■ WHAT NEEDS TO BE DONE
The job is to find each line of the records below that includes the word "listener" and copy it.

■ DATASET EXCERPTS
· · · · · · ·

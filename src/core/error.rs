use thiserror::Error;

#[derive(Error, Debug, Clone, PartialEq)]
pub enum EngineError {
    #[error("invalid {field}: {reason}")]
    InvalidInput { field: &'static str, reason: String },
}

pub type EngineResult<T> = Result<T, EngineError>;

impl EngineError {
    pub(crate) fn invalid(field: &'static str, reason: impl Into<String>) -> Self {
        Self::InvalidInput {
            field,
            reason: reason.into(),
        }
    }
}

pub(crate) fn ensure_finite(field: &'static str, value: f64) -> EngineResult<()> {
    if value.is_finite() {
        Ok(())
    } else {
        Err(EngineError::invalid(field, "must be finite"))
    }
}

pub(crate) fn ensure_non_negative(field: &'static str, value: f64) -> EngineResult<()> {
    ensure_finite(field, value)?;
    if value < 0.0 {
        return Err(EngineError::invalid(field, "must be >= 0"));
    }
    Ok(())
}
/// Estimator cost for a healthcare-phase record, zero outside its phase.
/// Pre-Medicare costs are reduced by the ACA credit on the year's income
/// expressed in today's dollars.
fn healthcare_cost(
    expense: &Expense,
    phase: HealthcarePhase,
    age: u32,
    year: u32,
    real_income: f64,
    inputs: &ScenarioInputs,
) -> f64 {
    let medicare_age = inputs.assumptions.medicare_age;
    let in_phase = match phase {
        HealthcarePhase::PreMedicare => age < medicare_age,
        HealthcarePhase::Medicare => age >= medicare_age,
    };
    if !in_phase {
        log::trace!("{} inactive at age {age}", expense.name);
        return 0.0;
    }

    let mut cost = calculate_healthcare_costs(age, medicare_age);
    if phase == HealthcarePhase::PreMedicare {
        let subsidy = calculate_aca_subsidy(
            real_income,
            inputs.profile.household_size,
            DEFAULT_BENCHMARK_PREMIUM,
        );
        cost = (cost - subsidy).max(0.0);
    }
    cost * (1.0 + inputs.assumptions.healthcare_inflation).powi(year as i32)
}

/// Bisects for the gross withdrawal whose after-tax amount covers `net`,
/// given ordinary income already on the return. Returns the gross amount and
/// the extra tax it triggers.
fn gross_withdrawal_for_net(
    net: f64,
    taxable_income: f64,
    portion: TaxedPortion,
    status: FilingStatus,
) -> (f64, f64) {
    if net <= 0.0 {
        return (0.0, 0.0);
    }

    let base_tax = tax_on_gross_income(taxable_income, status);
    let extra_tax =
        |gross: f64| tax_on_gross_income(taxable_income + portion.taxed(gross), status) - base_tax;

    let tax_at_net = extra_tax(net);
    if tax_at_net <= 0.0 {
        return (net, 0.0);
    }

    let mut lo = net;
    let mut hi = net / (1.0 - top_marginal_rate(status)) + 1.0;
    for _ in 0..GROSS_UP_ITERATIONS {
        let mid = 0.5 * (lo + hi);
        if mid - extra_tax(mid) >= net {
            hi = mid;
        } else {
            lo = mid;
        }
    }
    (hi, extra_tax(hi))
}
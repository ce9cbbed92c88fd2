/*
 * Responsibility
 * - Config → 協調オブジェクト (verifier, user directory) → Router
 * - HTTP middleware と interceptor chain の組み込み
 * - axum::serve() で起動
 */
use std::{panic, process, sync::Arc};

use anyhow::{Context, Result};
use axum::{Router, routing::get};
use sqlx::postgres::PgPoolOptions;
use tracing_subscriber::{layer::SubscriberExt, util::SubscriberInitExt};

use crate::api;
use crate::api::v1::handlers::health::health;
use crate::config::Config;
use crate::middleware;
use crate::services::auth::{ClaimVerifier, JwtClaimVerifier};
use crate::services::users::{InMemoryUserDirectory, PgUserDirectory, UserDirectory};
use crate::state::AppState;

fn init_tracing() {
    // Prefer RUST_LOG if set; otherwise use a sensible default.
    // Ex:
    // RUST_LOG=info,request_gate=debug,tower_http=debug cargo run
    let filter = tracing_subscriber::EnvFilter::try_from_default_env()
        .unwrap_or_else(|_| tracing_subscriber::EnvFilter::new("info,tower_http=info"));

    tracing_subscriber::registry()
        .with(filter)
        .with(tracing_subscriber::fmt::layer())
        .init();
}

fn init_panic_hook(abort_on_panic: bool) {
    // Keep the default hook as a fallback (prints to stderr with location/payload).
    let default_hook = panic::take_hook();

    panic::set_hook(Box::new(move |info| {
        // Always surface panics via tracing so they don't get lost.
        tracing::error!(?info, "panic");

        // Development: crash the whole process so we notice immediately.
        if abort_on_panic {
            process::abort();
        } else {
            default_hook(info);
        }
    }))
}

pub async fn run() -> Result<()> {
    init_tracing();
    let config = Config::from_env()?;

    init_panic_hook(!config.app_env.is_production());

    tracing::info!(
        "starting {} in {:?} mode on {}",
        config.gate.service_name,
        config.app_env,
        config.addr
    );

    let max_body_bytes = config.max_body_bytes;
    let addr = config.addr;
    let state = build_state(config).await?;
    let app = build_router(state, max_body_bytes);

    let listener = tokio::net::TcpListener::bind(addr)
        .await
        .with_context(|| format!("failed to bind {addr}"))?;
    axum::serve(listener, app).await?;

    Ok(())
}

async fn build_state(config: Config) -> Result<AppState> {
    // Process-level collaborators, shared read-only by every call.
    let verifier: Arc<dyn ClaimVerifier> = Arc::new(JwtClaimVerifier::new(
        config.service_token_secret.as_bytes(),
        config.user_token_secret.as_bytes(),
        config.token_leeway_seconds,
    ));

    let users: Arc<dyn UserDirectory> = match config.database_url.as_deref() {
        Some(url) => {
            let db = PgPoolOptions::new()
                .max_connections(10)
                .connect(url)
                .await
                .context("failed to connect to DATABASE_URL")?;
            Arc::new(PgUserDirectory::new(db))
        }
        None => {
            tracing::warn!("DATABASE_URL not set; using an empty in-memory user directory");
            Arc::new(InMemoryUserDirectory::default())
        }
    };

    Ok(AppState::new(config.gate, verifier, users))
}

/// Full router: `/health` outside the chain, RPC routes behind it, HTTP layers around all.
pub fn build_router(state: AppState, max_body_bytes: usize) -> Router {
    let router = Router::new()
        .route("/health", get(health))
        .merge(api::v1::routes(state.clone()))
        .with_state(state);

    middleware::http::apply(router, max_body_bytes)
}
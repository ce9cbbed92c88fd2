/*
 * Responsibility
 * - users.v1.UserService の RPC (エンドユーザー向け)
 * - chain から UserCtx を受け取り、認可は guard に任せる
 */
use axum::{Json, extract::State};

use crate::{
    api::v1::{dto::users::ProfileResponse, extractors::UserCtx},
    error::ErrorEnvelope,
    services::{
        auth::Role,
        authz::{AllowedActionSpec, allowed_roles},
        users::LookupError,
    },
    state::AppState,
};

use super::lookup_failure;

const GET_PROFILE: AllowedActionSpec<'static> = AllowedActionSpec::new("users.get_profile", &Role::ALL);

pub async fn get_profile(
    State(state): State<AppState>,
    ctx: UserCtx,
) -> Result<Json<ProfileResponse>, ErrorEnvelope> {
    let request_id = ctx.request.request_id();

    let user_id = allowed_roles(&ctx.claims, &GET_PROFILE)
        .map_err(|err| state.errors.from_condition(&err, Some(request_id)))?;

    // A caller may hold a valid token without a directory record yet.
    let user = match state.users.find_by_id(user_id).await {
        Ok(user) => Some(user),
        Err(LookupError::NotFound) => None,
        Err(err) => return Err(lookup_failure(&state, request_id, err)),
    };

    Ok(Json(ProfileResponse::new(ctx.claims.clone(), user)))
}
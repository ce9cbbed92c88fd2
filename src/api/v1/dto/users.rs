/*
 * Responsibility
 * - user / admin RPC のリクエスト・レスポンス DTO
 */
use serde::{Deserialize, Serialize};
use uuid::Uuid;

use crate::context::UserClaims;
use crate::services::{auth::Role, users::User};

/// Target of an admin-on-user action. `user_id` is caller input and parsed by the guard.
#[derive(Debug, Deserialize)]
pub struct UserTargetRequest {
    #[serde(default)]
    pub user_id: String,
}

#[derive(Debug, Serialize)]
pub struct UserResponse {
    pub id: Uuid,
    pub name: String,
    pub role: Role,
    pub suspended: bool,
}

impl From<User> for UserResponse {
    fn from(u: User) -> Self {
        Self {
            id: u.id,
            name: u.name,
            role: u.role,
            suspended: u.suspended,
        }
    }
}

#[derive(Debug, Serialize)]
pub struct ProfileResponse {
    pub id: Uuid,
    pub session_id: String,
    pub verified: bool,
    pub role: Role,
    pub user: Option<UserResponse>,
}

impl ProfileResponse {
    pub fn new(claims: UserClaims, user: Option<User>) -> Self {
        Self {
            id: claims.id,
            session_id: claims.session_id,
            verified: claims.verified,
            role: claims.role,
            user: user.map(UserResponse::from),
        }
    }
}

#[derive(Debug, Serialize)]
pub struct PingResponse {
    pub status: &'static str,
}
use axum::extract::FromRequestParts;
use axum::http::request::Parts;

use crate::context::{RequestState, UserClaims};
use crate::error::ErrorEnvelope;
use crate::state::AppState;

/// Extractor for the `RequestState` left by the chain.
///
/// Assumes the correlator ran for this route. Missing state means the route
/// was mounted outside the chain, which is a server bug (Internal).
#[derive(Debug, Clone)]
pub struct RequestCtx(pub RequestState);

impl FromRequestParts<AppState> for RequestCtx
where
    AppState: Send + Sync,
{
    type Rejection = ErrorEnvelope;

    async fn from_request_parts(
        parts: &mut Parts,
        state: &AppState,
    ) -> Result<Self, Self::Rejection> {
        parts
            .extensions
            .get::<RequestState>()
            .cloned()
            .map(RequestCtx)
            .ok_or_else(|| {
                tracing::error!("handler reached without request state");
                state.errors.internal(None, "internal error")
            })
    }
}

/// Extractor for calls that passed user authentication.
#[derive(Debug, Clone)]
pub struct UserCtx {
    pub request: RequestState,
    pub claims: UserClaims,
}

impl FromRequestParts<AppState> for UserCtx
where
    AppState: Send + Sync,
{
    type Rejection = ErrorEnvelope;

    async fn from_request_parts(
        parts: &mut Parts,
        state: &AppState,
    ) -> Result<Self, Self::Rejection> {
        let RequestCtx(request) = RequestCtx::from_request_parts(parts, state).await?;

        let claims = request.user().cloned().ok_or_else(|| {
            tracing::error!(request_id = %request.request_id(), "handler reached without user claims");
            state
                .errors
                .unauthenticated(Some(request.request_id()), "missing user token")
        })?;

        Ok(UserCtx { request, claims })
    }
}
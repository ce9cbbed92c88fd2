pub mod request_ctx;
pub mod rpc_json;

pub use request_ctx::{RequestCtx, UserCtx};
pub use rpc_json::RpcJson;
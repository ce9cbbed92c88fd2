pub mod guard;

pub use guard::{
    AllowedActionSpec, GuardError, allowed_roles, comparison_rights_for_admins,
    skips_hierarchy_check,
};
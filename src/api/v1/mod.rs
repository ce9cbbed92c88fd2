/*
 * Responsibility
 * - v1 の公開範囲 (routes() とメソッドパスの re-export)
 */
pub mod dto;
pub mod extractors;
pub mod handlers;
mod routes;

pub use routes::{
    ADMIN_GET_USER, ADMIN_LIST_USERS, GET_PROFILE, INTERNAL_PING, INTERNAL_RESOLVE_USER, routes,
};
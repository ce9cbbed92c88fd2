/*
 * Responsibility
 * - 一覧系 RPC 共通のページング要求とレスポンス
 * - page/size → limit/offset 変換と上限チェック
 */
use serde::{Deserialize, Serialize};

use crate::error::FieldViolation;

pub const DEFAULT_PAGE_SIZE: u32 = 10;
pub const MAX_PAGE_SIZE: u32 = 100;

#[derive(Debug, Clone, Copy, Default, PartialEq, Eq, Deserialize)]
pub struct PageRequest {
    #[serde(default)]
    pub page: u32,
    #[serde(default)]
    pub size: u32,
}

#[derive(Debug, Clone, Copy, PartialEq, Eq, Serialize)]
pub struct PageMeta {
    pub page: u32,
    pub size: u32,
    pub total: i64,
}

#[derive(Debug, Serialize)]
pub struct ListResponse<T> {
    pub items: Vec<T>,
    pub pagination: PageMeta,
}

impl PageRequest {
    /// Bounds a caller may not exceed.
    pub fn violations(&self) -> Vec<FieldViolation> {
        let mut violations = Vec::new();
        if self.size > MAX_PAGE_SIZE {
            violations.push(FieldViolation::new(
                "size",
                format!("must be at most {MAX_PAGE_SIZE}"),
            ));
        }
        violations
    }
}

/// `(limit, offset)` for a page request.
///
/// A zero size means `DEFAULT_PAGE_SIZE`. Pages are 1-based; page 0 clamps to offset 0.
/// The offset saturates instead of overflowing on huge pages.
pub fn calculate_limit_offset(req: &PageRequest) -> (i64, i64) {
    let size = if req.size == 0 {
        DEFAULT_PAGE_SIZE
    } else {
        req.size
    };
    let limit = i64::from(size);
    let offset = i64::from(req.page.saturating_sub(1)).saturating_mul(limit);

    (limit, offset)
}

impl PageMeta {
    pub fn new(req: &PageRequest, total: i64) -> Self {
        let (limit, _) = calculate_limit_offset(req);
        Self {
            page: req.page.max(1),
            size: limit as u32,
            total,
        }
    }
}
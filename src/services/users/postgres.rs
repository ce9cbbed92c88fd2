use async_trait::async_trait;
use sqlx::PgPool;
use uuid::Uuid;

use crate::repos::{error::RepoError, user_repo};
use crate::services::auth::role::UnknownRole;
use crate::services::users::directory::{LookupError, LookupResult, User, UserDirectory};

/// Postgres-backed directory over the `users` table.
#[derive(Clone, Debug)]
pub struct PgUserDirectory {
    db: PgPool,
}

impl PgUserDirectory {
    pub fn new(db: PgPool) -> Self {
        Self { db }
    }
}

impl From<RepoError> for LookupError {
    fn from(e: RepoError) -> Self {
        match e {
            RepoError::Db(err) => LookupError::Backend(err.to_string()),
        }
    }
}

fn row_to_user(row: user_repo::UserRow) -> LookupResult<User> {
    let role = row
        .role
        .parse()
        .map_err(|e: UnknownRole| {
            LookupError::InvalidRecord(format!("user {}: {}", row.id, e))
        })?;

    Ok(User {
        id: row.id,
        name: row.user_name,
        role,
        suspended: row.suspended,
    })
}

#[async_trait]
impl UserDirectory for PgUserDirectory {
    fn backend_name(&self) -> &'static str {
        "postgres"
    }

    async fn find_by_id(&self, id: Uuid) -> LookupResult<User> {
        let row = user_repo::get(&self.db, id)
            .await?
            .ok_or(LookupError::NotFound)?;

        row_to_user(row)
    }

    async fn list(&self, limit: i64, offset: i64) -> LookupResult<(Vec<User>, i64)> {
        let rows = user_repo::list(&self.db, limit, offset).await?;
        let total = user_repo::count(&self.db).await?;

        let users = rows
            .into_iter()
            .map(row_to_user)
            .collect::<LookupResult<Vec<_>>>()?;

        Ok((users, total))
    }
}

· · · · · · ·

■ ANSWER SECTION
    let listener = tokio::net::TcpListener::bind(addr)
    axum::serve(listener, app).await?;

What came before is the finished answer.